§ **Directions**:
Reproduce the data exactly. Omit no record.

-----

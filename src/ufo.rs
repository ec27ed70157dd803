//! UFO font source access
//!
//! Reads font metadata and the glyph registry out of a UFO directory and
//! registers newly created glyphs. A UFO keeps its glyph inventory in two
//! places that must stay consistent: `glyphs/contents.plist` maps glyph
//! names to glif file names, and `public.glyphOrder` in `lib.plist` holds
//! the canonical glyph sequence. Registration updates both in one
//! transactional step: each file is staged to a temporary in its target
//! directory, then both are renamed into place.
//!
//! Concurrent invocations against the same UFO are not synchronized; this
//! is a single-user offline tool.

use std::path::{Path, PathBuf};

use plist::{Dictionary, Value};
use tempfile::NamedTempFile;
use tracing::debug;

use crate::error::ImportError;

/// Conventional extension for glyph-description files.
const GLIF_EXTENSION: &str = ".glif";
/// lib.plist key holding the canonical glyph sequence.
const GLYPH_ORDER_KEY: &str = "public.glyphOrder";

/// Font-level metadata read from `fontinfo.plist`.
#[derive(Debug, Clone)]
pub struct FontMetadata {
    pub family_name: String,
    pub units_per_em: f64,
}

impl FontMetadata {
    /// Read the family name and units-per-em from a UFO directory.
    pub fn read(ufo: &Path) -> Result<Self, ImportError> {
        let path = ufo.join("fontinfo.plist");
        let info = read_dictionary(&path)?;

        let family_name = info
            .get("familyName")
            .and_then(Value::as_string)
            .ok_or_else(|| ImportError::registry(&path, "missing familyName"))?
            .to_string();
        let units_per_em = info
            .get("unitsPerEm")
            .and_then(as_number)
            .ok_or_else(|| ImportError::registry(&path, "missing unitsPerEm"))?;

        Ok(Self {
            family_name,
            units_per_em,
        })
    }
}

/// Path of the glyph registry inside a UFO.
pub fn contents_path(ufo: &Path) -> PathBuf {
    ufo.join("glyphs").join("contents.plist")
}

/// Read the glyph registry (glyph name → glif file name).
pub fn read_registry(ufo: &Path) -> Result<Dictionary, ImportError> {
    read_dictionary(&contents_path(ufo))
}

/// Register a new glyph in the registry and the glyph order.
///
/// Both plists are staged to temporary files before either is renamed
/// into place, so a crash mid-registration leaves the UFO untouched.
/// Appending to the glyph order is idempotent.
pub fn register_glyph(
    ufo: &Path,
    glyph_name: &str,
    registry: &mut Dictionary,
) -> Result<(), ImportError> {
    registry.insert(
        glyph_name.to_string(),
        Value::String(format!("{glyph_name}{GLIF_EXTENSION}")),
    );

    let lib_path = ufo.join("lib.plist");
    let mut lib = if lib_path.exists() {
        read_dictionary(&lib_path)?
    } else {
        Dictionary::new()
    };
    if lib.get(GLYPH_ORDER_KEY).is_none() {
        lib.insert(GLYPH_ORDER_KEY.to_string(), Value::Array(Vec::new()));
    }
    let order = lib
        .get_mut(GLYPH_ORDER_KEY)
        .and_then(Value::as_array_mut)
        .ok_or_else(|| {
            ImportError::registry(&lib_path, format!("{GLYPH_ORDER_KEY} is not an array"))
        })?;
    if !order.iter().any(|v| v.as_string() == Some(glyph_name)) {
        order.push(Value::String(glyph_name.to_string()));
    }

    let contents_path = contents_path(ufo);
    let contents_tmp = stage_plist(Value::Dictionary(registry.clone()), &ufo.join("glyphs"))
        .map_err(|e| ImportError::persist(&contents_path, e))?;
    let lib_tmp = stage_plist(Value::Dictionary(lib), ufo)
        .map_err(|e| ImportError::persist(&lib_path, e))?;

    // Both files are staged; the rename pair has no intervening I/O.
    contents_tmp
        .persist(&contents_path)
        .map_err(|e| ImportError::persist(&contents_path, e.error))?;
    lib_tmp
        .persist(&lib_path)
        .map_err(|e| ImportError::persist(&lib_path, e.error))?;

    debug!("registered {} in {}", glyph_name, ufo.display());
    Ok(())
}

/// Write a plist value to an unnamed temporary file in `dir`.
fn stage_plist(
    value: Value,
    dir: &Path,
) -> Result<NamedTempFile, Box<dyn std::error::Error + Send + Sync>> {
    let file = NamedTempFile::new_in(dir)?;
    value.to_writer_xml(file.as_file())?;
    Ok(file)
}

fn read_dictionary(path: &Path) -> Result<Dictionary, ImportError> {
    let value = Value::from_file(path).map_err(|e| ImportError::registry(path, e))?;
    value
        .into_dictionary()
        .ok_or_else(|| ImportError::registry(path, "not a property-list dictionary"))
}

fn as_number(value: &Value) -> Option<f64> {
    value
        .as_real()
        .or_else(|| value.as_signed_integer().map(|n| n as f64))
        .or_else(|| value.as_unsigned_integer().map(|n| n as f64))
}
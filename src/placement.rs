//! Glyph placement arithmetic
//!
//! Derives the advance width and the affine transform that moves the SVG
//! outline into font coordinates before conversion.

use kurbo::Affine;

use crate::config::GlyphMapping;

/// Computed placement for one glyph.
#[derive(Debug, Clone, Copy)]
pub struct Placement {
    /// Advance width in font units.
    pub advance: f64,
    /// Transform applied to outline coordinates before storage.
    pub affine: Affine,
}

/// Compute the placement for an outline of `width`×`height` pixels.
///
/// The translation is asymmetric on purpose: x shifts by the left bearing
/// only, while y shifts by the outline height plus the configured baseline
/// offset. Glyphs authored top-down stack onto the baseline this way.
pub fn compute(
    mapping: &GlyphMapping,
    base_transform: [f64; 6],
    width: f64,
    height: f64,
) -> Placement {
    let advance = width + f64::from(mapping.left) + f64::from(mapping.right);

    let mut coefficients = base_transform;
    coefficients[4] += f64::from(mapping.left);
    coefficients[5] += height + f64::from(mapping.base);

    Placement {
        advance,
        affine: Affine::new(coefficients),
    }
}
//! Convert SVG outlines to UFO glyphs (.glif).

use clap::Parser;
use svg2glif::cli::CliArgs;
use tracing_subscriber::EnvFilter;

/// Set up logging; `RUST_LOG` overrides the default `info` level.
fn init_logging() {
    tracing_subscriber::fmt()
        .with_env_filter(
            EnvFilter::try_from_default_env().unwrap_or_else(|_| EnvFilter::new("info")),
        )
        .with_target(false)
        .init();
}

/// Print an error with usage hints and exit with a non-zero status.
fn handle_error(error: svg2glif::error::ImportError) -> ! {
    eprintln!();
    eprintln!("Error importing SVG:");
    eprintln!("{:#}", anyhow::Error::new(error));
    eprintln!();
    eprintln!("Try running with --help for usage information.");
    std::process::exit(1);
}

fn main() {
    init_logging();
    let args = CliArgs::parse();
    if let Err(message) = args.validate() {
        eprintln!("{message}");
        std::process::exit(2);
    }
    if let Err(error) = svg2glif::run(&args) {
        handle_error(error);
    }
}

-----

§ **Output**:
filename src/ufo.rs
repository ec27ed70157dd803
//! UFO font source access
//!
//! Reads font metadata and the glyph registry out of a UFO directory and
//! registers newly created glyphs. A UFO keeps its glyph inventory in two
//! places that must stay consistent: `glyphs/contents.plist` maps glyph
//! names to glif file names, and `public.glyphOrder` in `lib.plist` holds
//! the canonical glyph sequence. Registration updates both in one
//! transactional step: each file is staged to a temporary in its target
//! directory, then both are renamed into place.
//!
//! Concurrent invocations against the same UFO are not synchronized; this
//! is a single-user offline tool.

use std::path::{Path, PathBuf};

use plist::{Dictionary, Value};
use tempfile::NamedTempFile;
use tracing::debug;

use crate::error::ImportError;

/// Conventional extension for glyph-description files.
const GLIF_EXTENSION: &str = ".glif";
/// lib.plist key holding the canonical glyph sequence.
const GLYPH_ORDER_KEY: &str = "public.glyphOrder";

/// Font-level metadata read from `fontinfo.plist`.
#[derive(Debug, Clone)]
pub struct FontMetadata {
    pub family_name: String,
    pub units_per_em: f64,
}

impl FontMetadata {
    /// Read the family name and units-per-em from a UFO directory.
    pub fn read(ufo: &Path) -> Result<Self, ImportError> {
        let path = ufo.join("fontinfo.plist");
        let info = read_dictionary(&path)?;

        let family_name = info
            .get("familyName")
            .and_then(Value::as_string)
            .ok_or_else(|| ImportError::registry(&path, "missing familyName"))?
            .to_string();
        let units_per_em = info
            .get("unitsPerEm")
            .and_then(as_number)
            .ok_or_else(|| ImportError::registry(&path, "missing unitsPerEm"))?;

        Ok(Self {
            family_name,
            units_per_em,
        })
    }
}

/// Path of the glyph registry inside a UFO.
pub fn contents_path(ufo: &Path) -> PathBuf {
    ufo.join("glyphs").join("contents.plist")
}

/// Read the glyph registry (glyph name → glif file name).
pub fn read_registry(ufo: &Path) -> Result<Dictionary, ImportError> {
    read_dictionary(&contents_path(ufo))
}

/// Register a new glyph in the registry and the glyph order.
///
/// Both plists are staged to temporary files before either is renamed
/// into place, so a crash mid-registration leaves the UFO untouched.
/// Appending to the glyph order is idempotent.
pub fn register_glyph(
    ufo: &Path,
    glyph_name: &str,
    registry: &mut Dictionary,
) -> Result<(), ImportError> {
    registry.insert(
        glyph_name.to_string(),
        Value::String(format!("{glyph_name}{GLIF_EXTENSION}")),
    );

    let lib_path = ufo.join("lib.plist");
    let mut lib = if lib_path.exists() {
        read_dictionary(&lib_path)?
    } else {
        Dictionary::new()
    };
    if lib.get(GLYPH_ORDER_KEY).is_none() {
        lib.insert(GLYPH_ORDER_KEY.to_string(), Value::Array(Vec::new()));
    }
    let order = lib
        .get_mut(GLYPH_ORDER_KEY)
        .and_then(Value::as_array_mut)
        .ok_or_else(|| {
            ImportError::registry(&lib_path, format!("{GLYPH_ORDER_KEY} is not an array"))
        })?;
    if !order.iter().any(|v| v.as_string() == Some(glyph_name)) {
        order.push(Value::String(glyph_name.to_string()));
    }

    let contents_path = contents_path(ufo);
    let contents_tmp = stage_plist(Value::Dictionary(registry.clone()), &ufo.join("glyphs"))
        .map_err(|e| ImportError::persist(&contents_path, e))?;
    let lib_tmp = stage_plist(Value::Dictionary(lib), ufo)
        .map_err(|e| ImportError::persist(&lib_path, e))?;

    // Both files are staged; the rename pair has no intervening I/O.
    contents_tmp
        .persist(&contents_path)
        .map_err(|e| ImportError::persist(&contents_path, e.error))?;
    lib_tmp
        .persist(&lib_path)
        .map_err(|e| ImportError::persist(&lib_path, e.error))?;

    debug!("registered {} in {}", glyph_name, ufo.display());
    Ok(())
}

/// Write a plist value to an unnamed temporary file in `dir`.
fn stage_plist(
    value: Value,
    dir: &Path,
) -> Result<NamedTempFile, Box<dyn std::error::Error + Send + Sync>> {
    let file = NamedTempFile::new_in(dir)?;
    value.to_writer_xml(file.as_file())?;
    Ok(file)
}

fn read_dictionary(path: &Path) -> Result<Dictionary, ImportError> {
    let value = Value::from_file(path).map_err(|e| ImportError::registry(path, e))?;
    value
        .into_dictionary()
        .ok_or_else(|| ImportError::registry(path, "not a property-list dictionary"))
}

fn as_number(value: &Value) -> Option<f64> {
    value
        .as_real()
        .or_else(|| value.as_signed_integer().map(|n| n as f64))
        .or_else(|| value.as_unsigned_integer().map(|n| n as f64))
}
filename src/placement.rs
//! Glyph placement arithmetic
//!
//! Derives the advance width and the affine transform that moves the SVG
//! outline into font coordinates before conversion.

use kurbo::Affine;

use crate::config::GlyphMapping;

/// Computed placement for one glyph.
#[derive(Debug, Clone, Copy)]
pub struct Placement {
    /// Advance width in font units.
    pub advance: f64,
    /// Transform applied to outline coordinates before storage.
    pub affine: Affine,
}

/// Compute the placement for an outline of `width`×`height` pixels.
///
/// The translation is asymmetric on purpose: x shifts by the left bearing
/// only, while y shifts by the outline height plus the configured baseline
/// offset. Glyphs authored top-down stack onto the baseline this way.
pub fn compute(
    mapping: &GlyphMapping,
    base_transform: [f64; 6],
    width: f64,
    height: f64,
) -> Placement {
    let advance = width + f64::from(mapping.left) + f64::from(mapping.right);

    let mut coefficients = base_transform;
    coefficients[4] += f64::from(mapping.left);
    coefficients[5] += height + f64::from(mapping.base);

    Placement {
        advance,
        affine: Affine::new(coefficients),
    }
}
//! Convert SVG outlines to UFO glyphs (.glif).

use clap::Parser;
use svg2glif::cli::CliArgs;
use tracing_subscriber::EnvFilter;

/// Set up logging; `RUST_LOG` overrides the default `info` level.
fn init_logging() {
    tracing_subscriber::fmt()
        .with_env_filter(
            EnvFilter::try_from_default_env().unwrap_or_else(|_| EnvFilter::new("info")),
        )
        .with_target(false)
        .init();
}

/// Print an error with usage hints and exit with a non-zero status.
fn handle_error(error: svg2glif::error::ImportError) -> ! {
    eprintln!();
    eprintln!("Error importing SVG:");
    eprintln!("{:#}", anyhow::Error::new(error));
    eprintln!();
    eprintln!("Try running with --help for usage information.");
    std::process::exit(1);
}

fn main() {
    init_logging();
    let args = CliArgs::parse();
    if let Err(message) = args.validate() {
        eprintln!("{message}");
        std::process::exit(2);
    }
    if let Err(error) = svg2glif::run(&args) {
        handle_error(error);
    }
}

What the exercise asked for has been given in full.